■ **Exercise brief**: Which lines of the records contain the word "PoisonError"? Show each of them.

■ **Given records**:
....................

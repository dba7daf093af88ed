use super::{ensure_exists, link, Factory};
use crate::{
    entity::{post, tag},
    BlogErr,
};
use chrono::Utc;
use sea_orm::{ActiveModelTrait, ConnectionTrait, NotSet, Set};

#[derive(Clone, Debug)]
pub struct TagBuilder<'f> {
    factory: &'f Factory,
    name: Option<String>,
    posts_count: usize,
    posts: Vec<i32>,
}

impl<'f> TagBuilder<'f> {
    pub(super) fn new(factory: &'f Factory) -> Self {
        Self {
            factory,
            name: None,
            posts_count: 0,
            posts: Vec::new(),
        }
    }

    pub fn name<T: Into<String>>(mut self, name: T) -> Self {
        self.name = Some(name.into());
        self
    }

    pub fn ruby(self) -> Self {
        self.name("Ruby")
    }

    pub fn rails(self) -> Self {
        self.name("Rails")
    }

    pub fn javascript(self) -> Self {
        self.name("JavaScript")
    }

    pub fn react(self) -> Self {
        self.name("React")
    }

    pub fn python(self) -> Self {
        self.name("Python")
    }

    pub fn vue(self) -> Self {
        self.name("Vue")
    }

    /// Create `n` new posts carrying the tag
    pub fn with_posts(mut self, n: usize) -> Self {
        self.posts_count = n;
        self
    }

    /// Two new posts
    pub fn with_default_posts(self) -> Self {
        self.with_posts(2)
    }

    /// Attach the tag to existing posts
    pub fn on_posts<I>(mut self, post_ids: I) -> Self
    where
        I: IntoIterator<Item = i32>,
    {
        self.posts.extend(post_ids);
        self
    }

    pub fn build(&self) -> tag::ActiveModel {
        tag::ActiveModel {
            id: NotSet,
            name: Set(self.resolve_name()),
            created_at: NotSet,
        }
    }

    pub fn build_stubbed_list(&self, n: usize) -> Vec<tag::Model> {
        (0..n)
            .map(|_| tag::Model {
                id: self.factory.next_stub_id(),
                name: self.resolve_name(),
                created_at: Utc::now(),
            })
            .collect()
    }

    pub async fn create<C>(&self, db: &C) -> Result<tag::Model, BlogErr>
    where
        C: ConnectionTrait,
    {
        for &post_id in &self.posts {
            ensure_exists::<post::Entity, _>(db, "post", post_id).await?;
        }
        let tag = self.insert(db).await?;

        for &post_id in &self.posts {
            link(db, post_id, tag.id).await?;
        }
        for _ in 0..self.posts_count {
            let post = self.factory.post().insert(db).await?;
            link(db, post.id, tag.id).await?;
        }

        Ok(tag)
    }

    pub async fn create_list<C>(&self, db: &C, n: usize) -> Result<Vec<tag::Model>, BlogErr>
    where
        C: ConnectionTrait,
    {
        let mut tags = Vec::with_capacity(n);
        for _ in 0..n {
            tags.push(self.create(db).await?);
        }
        Ok(tags)
    }

    /// Insert the tag alone
    pub(super) async fn insert<C>(&self, db: &C) -> Result<tag::Model, BlogErr>
    where
        C: ConnectionTrait,
    {
        self.build()
            .insert(db)
            .await
            .map_err(BlogErr::inserting("tag"))
    }

    fn resolve_name(&self) -> String {
        match &self.name {
            Some(name) => name.clone(),
            None => self.factory.next_tag_name(),
        }
    }
}
use sea_orm::entity::prelude::*;
use serde::{Deserialize, Serialize};

#[derive(Clone, Debug, PartialEq, Eq, DeriveEntityModel, Serialize, Deserialize)]
#[sea_orm(table_name = "comment")]
pub struct Model {
    #[sea_orm(primary_key)]
    pub id: i32,
    #[sea_orm(column_type = "Text")]
    pub content: String,
    #[sea_orm(indexed)]
    pub post_id: i32,
    #[sea_orm(indexed)]
    pub user_id: i32,
    pub created_at: DateTimeUtc,
}

#[derive(Copy, Clone, Debug, EnumIter, DeriveRelation)]
pub enum Relation {
    #[sea_orm(
        belongs_to = "super::post::Entity",
        from = "Column::PostId",
        to = "super::post::Column::Id",
        on_update = "Cascade",
        on_delete = "Cascade"
    )]
    Post,
    #[sea_orm(
        belongs_to = "super::user::Entity",
        from = "Column::UserId",
        to = "super::user::Column::Id",
        on_update = "Cascade",
        on_delete = "Cascade"
    )]
    User,
}

impl Related<super::post::Entity> for Entity {
    fn to() -> RelationDef {
        Relation::Post.def()
    }
}

impl Related<super::user::Entity> for Entity {
    fn to() -> RelationDef {
        Relation::User.def()
    }
}

#[async_trait::async_trait]
impl ActiveModelBehavior for ActiveModel {
    async fn before_save<C>(mut self, _db: &C, insert: bool) -> Result<Self, DbErr>
    where
        C: ConnectionTrait,
    {
        if insert {
            super::stamp_created_at(&mut self.created_at);
        }
        Ok(self)
    }
}
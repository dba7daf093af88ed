use super::{fake, Factory};
use crate::{entity::user, BlogErr};
use chrono::Utc;
use rand::Rng;
use sea_orm::{ActiveModelTrait, ConnectionTrait, NotSet, Set};

#[derive(Clone, Debug)]
pub struct UserBuilder<'f> {
    factory: &'f Factory,
    name: Option<String>,
    email: Option<String>,
    posts_count: usize,
    post_title_prefix: Option<&'static str>,
    comments_count: usize,
}

impl<'f> UserBuilder<'f> {
    pub(super) fn new(factory: &'f Factory) -> Self {
        Self {
            factory,
            name: None,
            email: None,
            posts_count: 0,
            post_title_prefix: None,
            comments_count: 0,
        }
    }

    pub fn name<T: Into<String>>(mut self, name: T) -> Self {
        self.name = Some(name.into());
        self
    }

    pub fn email<T: Into<String>>(mut self, email: T) -> Self {
        self.email = Some(email.into());
        self
    }

    pub fn john_doe(self) -> Self {
        self.name("John Doe").email("john@example.com")
    }

    pub fn jane_smith(self) -> Self {
        self.name("Jane Smith").email("jane@example.com")
    }

    pub fn bob_wilson(self) -> Self {
        self.name("Bob Wilson").email("bob@example.com")
    }

    /// `Admin <last name>` with five posts titled `Admin: ...`
    pub fn admin(mut self) -> Self {
        let (last_name, hex) = self
            .factory
            .rng(|rng| (fake::last_name(rng), fake::hex(rng, 8)));
        self.posts_count = 5;
        self.post_title_prefix = Some("Admin: ");
        self.name(format!("Admin {last_name}"))
            .email(format!("admin+{hex}@blog.com"))
    }

    pub fn guest(self) -> Self {
        let (first_name, hex) = self
            .factory
            .rng(|rng| (fake::first_name(rng), fake::hex(rng, 8)));
        self.name(format!("Guest {first_name}"))
            .email(format!("guest+{hex}@blog.com"))
    }

    /// Named `User`, for bulk inserts where only the email has to differ
    pub fn lightweight(self) -> Self {
        self.name("User")
    }

    /// Create `n` posts written by the user
    pub fn with_posts(mut self, n: usize) -> Self {
        self.posts_count = n;
        self
    }

    /// Three posts
    pub fn with_default_posts(self) -> Self {
        self.with_posts(3)
    }

    pub fn prolific_writer(self) -> Self {
        self.with_posts(10)
    }

    /// Create two posts by other users and leave `n` comments on one of them
    pub fn with_comments(mut self, n: usize) -> Self {
        self.comments_count = n;
        self
    }

    /// Two comments
    pub fn with_default_comments(self) -> Self {
        self.with_comments(2)
    }

    pub fn active_commenter(self) -> Self {
        self.with_comments(5)
    }

    pub fn build(&self) -> user::ActiveModel {
        user::ActiveModel {
            id: NotSet,
            name: Set(self.resolve_name()),
            email: Set(self.resolve_email()),
            created_at: NotSet,
        }
    }

    pub fn build_stubbed(&self) -> user::Model {
        user::Model {
            id: self.factory.next_stub_id(),
            name: self.resolve_name(),
            email: self.resolve_email(),
            created_at: Utc::now(),
        }
    }

    pub fn build_stubbed_list(&self, n: usize) -> Vec<user::Model> {
        (0..n).map(|_| self.build_stubbed()).collect()
    }

    pub async fn create<C>(&self, db: &C) -> Result<user::Model, BlogErr>
    where
        C: ConnectionTrait,
    {
        let user = self.insert(db).await?;

        for _ in 0..self.posts_count {
            let mut post = self.factory.post().author(&user);
            if let Some(prefix) = self.post_title_prefix {
                let sentence = self.factory.rng(|rng| fake::sentence(rng, 4));
                post = post.title(format!("{prefix}{sentence}"));
            }
            post.insert(db).await?;
        }

        if self.comments_count > 0 {
            let mut posts = Vec::with_capacity(2);
            for _ in 0..2 {
                posts.push(self.factory.post().insert(db).await?);
            }
            let target = self.factory.rng(|rng| rng.gen_range(0..posts.len()));
            for _ in 0..self.comments_count {
                self.factory
                    .comment()
                    .post(&posts[target])
                    .author(&user)
                    .insert(db)
                    .await?;
            }
        }

        Ok(user)
    }

    pub async fn create_list<C>(&self, db: &C, n: usize) -> Result<Vec<user::Model>, BlogErr>
    where
        C: ConnectionTrait,
    {
        let mut users = Vec::with_capacity(n);
        for _ in 0..n {
            users.push(self.create(db).await?);
        }
        Ok(users)
    }

    /// Insert the user alone
    pub(super) async fn insert<C>(&self, db: &C) -> Result<user::Model, BlogErr>
    where
        C: ConnectionTrait,
    {
        self.build()
            .insert(db)
            .await
            .map_err(BlogErr::inserting("user"))
    }

    fn resolve_name(&self) -> String {
        match &self.name {
            Some(name) => name.clone(),
            None => self.factory.rng(|rng| fake::name(rng)),
        }
    }

    fn resolve_email(&self) -> String {
        match &self.email {
            Some(email) => email.clone(),
            None => self.factory.next_email(),
        }
    }
}
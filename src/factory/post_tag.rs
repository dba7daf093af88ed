use super::{ensure_exists, link, Factory, PostBuilder, TagBuilder};
use crate::{
    entity::{post, post_tag, tag},
    BlogErr,
};
use chrono::Utc;
use sea_orm::{ConnectionTrait, NotSet, Set};

#[derive(Clone, Copy, Debug, PartialEq, Eq)]
enum Preset {
    Ruby,
    Rails,
}

#[derive(Clone, Debug)]
pub struct PostTagBuilder<'f> {
    factory: &'f Factory,
    post: Option<i32>,
    tag: Option<i32>,
    preset: Option<Preset>,
}

impl<'f> PostTagBuilder<'f> {
    pub(super) fn new(factory: &'f Factory) -> Self {
        Self {
            factory,
            post: None,
            tag: None,
            preset: None,
        }
    }

    pub fn post(self, post: &post::Model) -> Self {
        self.post_id(post.id)
    }

    pub fn post_id(mut self, post_id: i32) -> Self {
        self.post = Some(post_id);
        self
    }

    pub fn tag(self, tag: &tag::Model) -> Self {
        self.tag_id(tag.id)
    }

    pub fn tag_id(mut self, tag_id: i32) -> Self {
        self.tag = Some(tag_id);
        self
    }

    /// A Ruby post tagged `Ruby`, unless post or tag are given
    pub fn ruby_post_tag(mut self) -> Self {
        self.preset = Some(Preset::Ruby);
        self
    }

    /// A Rails post tagged `Rails`, unless post or tag are given
    pub fn rails_post_tag(mut self) -> Self {
        self.preset = Some(Preset::Rails);
        self
    }

    pub fn build(&self) -> post_tag::ActiveModel {
        post_tag::ActiveModel {
            post_id: self.post.map_or(NotSet, Set),
            tag_id: self.tag.map_or(NotSet, Set),
            created_at: NotSet,
        }
    }

    pub fn build_stubbed_list(&self, n: usize) -> Vec<post_tag::Model> {
        (0..n)
            .map(|_| post_tag::Model {
                post_id: self.post.unwrap_or_else(|| self.factory.next_stub_id()),
                tag_id: self.tag.unwrap_or_else(|| self.factory.next_stub_id()),
                created_at: Utc::now(),
            })
            .collect()
    }

    pub async fn create<C>(&self, db: &C) -> Result<post_tag::Model, BlogErr>
    where
        C: ConnectionTrait,
    {
        let post_id = match self.post {
            Some(id) => {
                ensure_exists::<post::Entity, _>(db, "post", id).await?;
                id
            }
            None => self.post_builder().insert(db).await?.id,
        };
        let tag_id = match self.tag {
            Some(id) => {
                ensure_exists::<tag::Entity, _>(db, "tag", id).await?;
                id
            }
            None => self.tag_builder().insert(db).await?.id,
        };
        link(db, post_id, tag_id).await
    }

    pub async fn create_list<C>(&self, db: &C, n: usize) -> Result<Vec<post_tag::Model>, BlogErr>
    where
        C: ConnectionTrait,
    {
        let mut post_tags = Vec::with_capacity(n);
        for _ in 0..n {
            post_tags.push(self.create(db).await?);
        }
        Ok(post_tags)
    }

    fn post_builder(&self) -> PostBuilder<'f> {
        let post = self.factory.post();
        match self.preset {
            Some(Preset::Ruby) => post.ruby_post(),
            Some(Preset::Rails) => post.rails_post(),
            None => post,
        }
    }

    fn tag_builder(&self) -> TagBuilder<'f> {
        let tag = self.factory.tag();
        match self.preset {
            Some(Preset::Ruby) => tag.ruby(),
            Some(Preset::Rails) => tag.rails(),
            None => tag,
        }
    }
}
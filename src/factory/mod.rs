//! Builders for test data.
//!
//! A [`Factory`] hands out one builder per entity. Every builder has three
//! strategies:
//!
//! - `build()`: an unsaved `ActiveModel`, no database access
//! - `build_stubbed_list(n)`: `Model`s with made-up ids, no database access
//! - `create(db)` / `create_list(db, n)`: insert, then create whatever the
//!   builder was asked to attach (posts of a user, comments of a post, ...)
//!
//! Missing references are created on the fly, existing ones are checked
//! before insertion.
//!
//! ```ignore
//! let factory = Factory::new();
//! let john = factory.user().john_doe().create(db).await?;
//! let post = factory.post().ruby_post().author(&john).popular().create(db).await?;
//! ```

mod comment;
pub mod fake;
mod post;
mod post_tag;
mod scenario;
mod tag;
mod user;

pub use comment::{CommentBuilder, CommentContext};
pub use post::PostBuilder;
pub use post_tag::PostTagBuilder;
pub use scenario::*;
pub use tag::TagBuilder;
pub use user::UserBuilder;

use crate::{entity::post_tag as post_tag_entity, BlogErr};
use rand::{rngs::StdRng, SeedableRng};
use sea_orm::{
    ActiveModelTrait, ConnectionTrait, EntityTrait, PrimaryKeyTrait, Set,
};
use std::sync::{
    atomic::{AtomicI32, AtomicU32, Ordering},
    Mutex, PoisonError,
};

/// Sequences and randomness shared by all builders
#[derive(Debug)]
pub struct Factory {
    email: AtomicU32,
    title: AtomicU32,
    tag_name: AtomicU32,
    stub_id: AtomicI32,
    rng: Mutex<StdRng>,
}

impl Default for Factory {
    fn default() -> Self {
        Self::new()
    }
}

impl Factory {
    pub fn new() -> Self {
        Self::with_rng(StdRng::from_entropy())
    }

    /// Same seed, same fake names and text
    pub fn seeded(seed: u64) -> Self {
        Self::with_rng(StdRng::seed_from_u64(seed))
    }

    fn with_rng(rng: StdRng) -> Self {
        Self {
            email: AtomicU32::new(0),
            title: AtomicU32::new(0),
            tag_name: AtomicU32::new(0),
            stub_id: AtomicI32::new(1000),
            rng: Mutex::new(rng),
        }
    }

    pub fn user(&self) -> UserBuilder<'_> {
        UserBuilder::new(self)
    }

    pub fn post(&self) -> PostBuilder<'_> {
        PostBuilder::new(self)
    }

    pub fn comment(&self) -> CommentBuilder<'_> {
        CommentBuilder::new(self)
    }

    pub fn tag(&self) -> TagBuilder<'_> {
        TagBuilder::new(self)
    }

    pub fn post_tag(&self) -> PostTagBuilder<'_> {
        PostTagBuilder::new(self)
    }

    /// `user{n}@example.com`
    pub fn next_email(&self) -> String {
        format!("user{}@example.com", next(&self.email))
    }

    /// `Blog Post Title {n}`
    pub fn next_title(&self) -> String {
        format!("Blog Post Title {}", next(&self.title))
    }

    /// `Tag{n}`
    pub fn next_tag_name(&self) -> String {
        format!("Tag{}", next(&self.tag_name))
    }

    pub(crate) fn next_stub_id(&self) -> i32 {
        self.stub_id.fetch_add(1, Ordering::Relaxed) + 1
    }

    pub(crate) fn rng<T, F>(&self, f: F) -> T
    where
        F: FnOnce(&mut StdRng) -> T,
    {
        let mut rng = self.rng.lock().unwrap_or_else(PoisonError::into_inner);
        f(&mut rng)
    }
}

fn next(seq: &AtomicU32) -> u32 {
    seq.fetch_add(1, Ordering::Relaxed) + 1
}

/// Fails with [`BlogErr::MissingReference`] unless row `id` of `E` exists
async fn ensure_exists<E, C>(db: &C, entity: &'static str, id: i32) -> Result<(), BlogErr>
where
    E: EntityTrait,
    i32: Into<<E::PrimaryKey as PrimaryKeyTrait>::ValueType>,
    C: ConnectionTrait,
{
    match E::find_by_id(id).one(db).await? {
        Some(_) => Ok(()),
        None => Err(BlogErr::MissingReference { entity, id }),
    }
}

/// Attach tag `tag_id` to post `post_id`
async fn link<C>(db: &C, post_id: i32, tag_id: i32) -> Result<post_tag_entity::Model, BlogErr>
where
    C: ConnectionTrait,
{
    post_tag_entity::ActiveModel {
        post_id: Set(post_id),
        tag_id: Set(tag_id),
        ..Default::default()
    }
    .insert(db)
    .await
    .map_err(BlogErr::inserting("post_tag"))
}
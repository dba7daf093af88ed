use sea_orm::{DbErr, SqlErr};
use thiserror::Error;

/// An error from seeding, fixture construction or querying the blog schema
#[derive(Error, Debug)]
pub enum BlogErr {
    /// Any error reported by SeaORM that has no more specific meaning here
    #[error("Database Error: {0}")]
    Db(#[from] DbErr),
    /// A unique column (email, tag name) or the post/tag pair already exists
    #[error("Duplicate {entity}: {detail}")]
    Duplicate {
        /// Table the insert targeted
        entity: &'static str,
        /// Message of the violated constraint
        detail: String,
    },
    /// A referenced row does not exist
    #[error("Missing {entity} with id {id}")]
    MissingReference {
        /// Table the reference points to
        entity: &'static str,
        /// The dangling id
        id: i32,
    },
    /// A foreign key was rejected by the database itself
    #[error("Foreign key violated on {entity}: {detail}")]
    ForeignKey {
        /// Table the insert targeted
        entity: &'static str,
        /// Message of the violated constraint
        detail: String,
    },
    /// Tables that have to exist before reading, see [`crate::schema::ensure_tables`]
    #[error("Missing tables {}, run `seed` or `reset` first", .0.join(", "))]
    MissingTables(Vec<String>),
    /// The configuration file or environment could not be used
    #[error("Config Error: {0}")]
    Config(String),
}

impl BlogErr {
    /// Build an error mapper for an insert into `entity`, translating
    /// constraint violations into [`BlogErr::Duplicate`] and
    /// [`BlogErr::ForeignKey`].
    ///
    /// ```ignore
    /// model.insert(db).await.map_err(BlogErr::inserting("user"))?;
    /// ```
    pub fn inserting(entity: &'static str) -> impl FnOnce(DbErr) -> BlogErr {
        move |err| match err.sql_err() {
            Some(SqlErr::UniqueConstraintViolation(detail)) => BlogErr::Duplicate { entity, detail },
            Some(SqlErr::ForeignKeyConstraintViolation(detail)) => {
                BlogErr::ForeignKey { entity, detail }
            }
            _ => BlogErr::Db(err),
        }
    }

    /// `true` for [`BlogErr::Duplicate`]
    pub fn is_duplicate(&self) -> bool {
        matches!(self, BlogErr::Duplicate { .. })
    }
}
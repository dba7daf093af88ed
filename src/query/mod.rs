//! The challenge solutions, one function per challenge, written with the
//! SeaORM query builder.
//!
//! | Level | Module          | Topic                                  |
//! |-------|-----------------|----------------------------------------|
//! | 1, 2  | [`basic`]       | lookups, ordering, filtering           |
//! | 3     | [`association`] | eager loading and existence joins      |
//! | 4, 5  | [`aggregate`]   | `GROUP BY`, `HAVING`, counts           |
//! | 6     | [`advanced`]    | anti joins, many-to-many grouping      |
//! | 7, 8  | [`expert`]      | derived metrics, multi-condition search |
//!
//! Every function is generic over [`sea_orm::ConnectionTrait`] and returns
//! rows in a deterministic order.

pub mod advanced;
pub mod aggregate;
pub mod association;
pub mod basic;
pub mod expert;

pub use advanced::*;
pub use aggregate::*;
pub use association::*;
pub use basic::*;
pub use expert::*;

use sea_orm::{
    sea_query::{Expr, Func, LikeExpr, SimpleExpr},
    ColumnTrait,
};

/// Database counts are `i64`; the metrics records use `u64`.
pub(crate) fn count(n: i64) -> u64 {
    u64::try_from(n).unwrap_or_default()
}

/// `col` contains `needle`, ignoring case. `%`, `_` and `\` in `needle` match
/// themselves.
pub(crate) fn contains_text<C: ColumnTrait>(col: C, needle: &str) -> SimpleExpr {
    like_lower(col, format!("%{}%", escape_like(needle)))
}

/// `col` starts with `prefix`, ignoring case
pub(crate) fn starts_with_text<C: ColumnTrait>(col: C, prefix: &str) -> SimpleExpr {
    like_lower(col, format!("{}%", escape_like(prefix)))
}

fn like_lower<C: ColumnTrait>(col: C, pattern: String) -> SimpleExpr {
    Expr::expr(Func::lower(col.into_expr()))
        .like(LikeExpr::new(pattern.to_lowercase()).escape('\\'))
}

fn escape_like(text: &str) -> String {
    let mut escaped = String::with_capacity(text.len());
    for c in text.chars() {
        if matches!(c, '\\' | '%' | '_') {
            escaped.push('\\');
        }
        escaped.push(c);
    }
    escaped
}
use sea_orm::entity::prelude::*;
use serde::{Deserialize, Serialize};

/// Join record between [`super::post`] and [`super::tag`]. The composite
/// primary key keeps each pair unique.
#[derive(Clone, Debug, PartialEq, Eq, DeriveEntityModel, Serialize, Deserialize)]
#[sea_orm(table_name = "post_tag")]
pub struct Model {
    #[sea_orm(primary_key, auto_increment = false)]
    pub post_id: i32,
    #[sea_orm(primary_key, auto_increment = false)]
    pub tag_id: i32,
    pub created_at: DateTimeUtc,
}

#[derive(Copy, Clone, Debug, EnumIter, DeriveRelation)]
pub enum Relation {
    #[sea_orm(
        belongs_to = "super::post::Entity",
        from = "Column::PostId",
        to = "super::post::Column::Id",
        on_update = "Cascade",
        on_delete = "Cascade"
    )]
    Post,
    #[sea_orm(
        belongs_to = "super::tag::Entity",
        from = "Column::TagId",
        to = "super::tag::Column::Id",
        on_update = "Cascade",
        on_delete = "Cascade"
    )]
    Tag,
}

impl Related<super::post::Entity> for Entity {
    fn to() -> RelationDef {
        Relation::Post.def()
    }
}

impl Related<super::tag::Entity> for Entity {
    fn to() -> RelationDef {
        Relation::Tag.def()
    }
}

#[async_trait::async_trait]
impl ActiveModelBehavior for ActiveModel {
    async fn before_save<C>(mut self, _db: &C, insert: bool) -> Result<Self, DbErr>
    where
        C: ConnectionTrait,
    {
        if insert {
            super::stamp_created_at(&mut self.created_at);
        }
        Ok(self)
    }
}
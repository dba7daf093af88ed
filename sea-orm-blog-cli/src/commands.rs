use sea_orm_blog::{query, schema, seed, Config, Dataset};
use std::{error::Error, fmt::Display};
use tracing_subscriber::{prelude::*, EnvFilter};

use crate::{Commands, Source};

pub async fn run_command(
    command: Commands,
    database_url: Option<String>,
    verbose: bool,
) -> Result<(), Box<dyn Error>> {
    init_tracing(verbose)?;

    let mut config = Config::load()?;
    if let Some(url) = database_url {
        config.database.url = url;
    }
    let db = config.connect().await?;

    match command {
        Commands::Seed => {
            schema::create_tables(&db).await?;
            let summary = seed::run(&db).await?;
            println!("{}", serde_json::to_string_pretty(&summary)?);
        }
        Commands::Stats { source } => {
            schema::ensure_tables(&db).await?;
            let report = match source {
                Source::Db => query::metrics_report(&db).await?,
                Source::Memory => Dataset::load(&db).await?.report(),
            };
            println!("{}", serde_json::to_string_pretty(&report)?);
        }
        Commands::Reset => {
            schema::reset(&db).await?;
            println!("Tables recreated");
        }
    }

    Ok(())
}

fn init_tracing(verbose: bool) -> Result<(), Box<dyn Error>> {
    let filter = match verbose {
        true => "debug",
        false => "sea_orm_blog=info",
    };
    let filter_layer = EnvFilter::try_new(filter)?;

    if verbose {
        let fmt_layer = tracing_subscriber::fmt::layer().with_writer(std::io::stderr);
        tracing_subscriber::registry()
            .with(filter_layer)
            .with(fmt_layer)
            .try_init()?;
    } else {
        let fmt_layer = tracing_subscriber::fmt::layer()
            .with_writer(std::io::stderr)
            .with_target(false)
            .with_level(false)
            .without_time();
        tracing_subscriber::registry()
            .with(filter_layer)
            .with(fmt_layer)
            .try_init()?;
    }
    Ok(())
}

pub fn handle_error<E>(error: E)
where
    E: Display,
{
    eprintln!("{error}");
    ::std::process::exit(1);
}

....................

■ **Solution below**:
    Mutex, PoisonError,
        let mut rng = self.rng.lock().unwrap_or_else(PoisonError::into_inner);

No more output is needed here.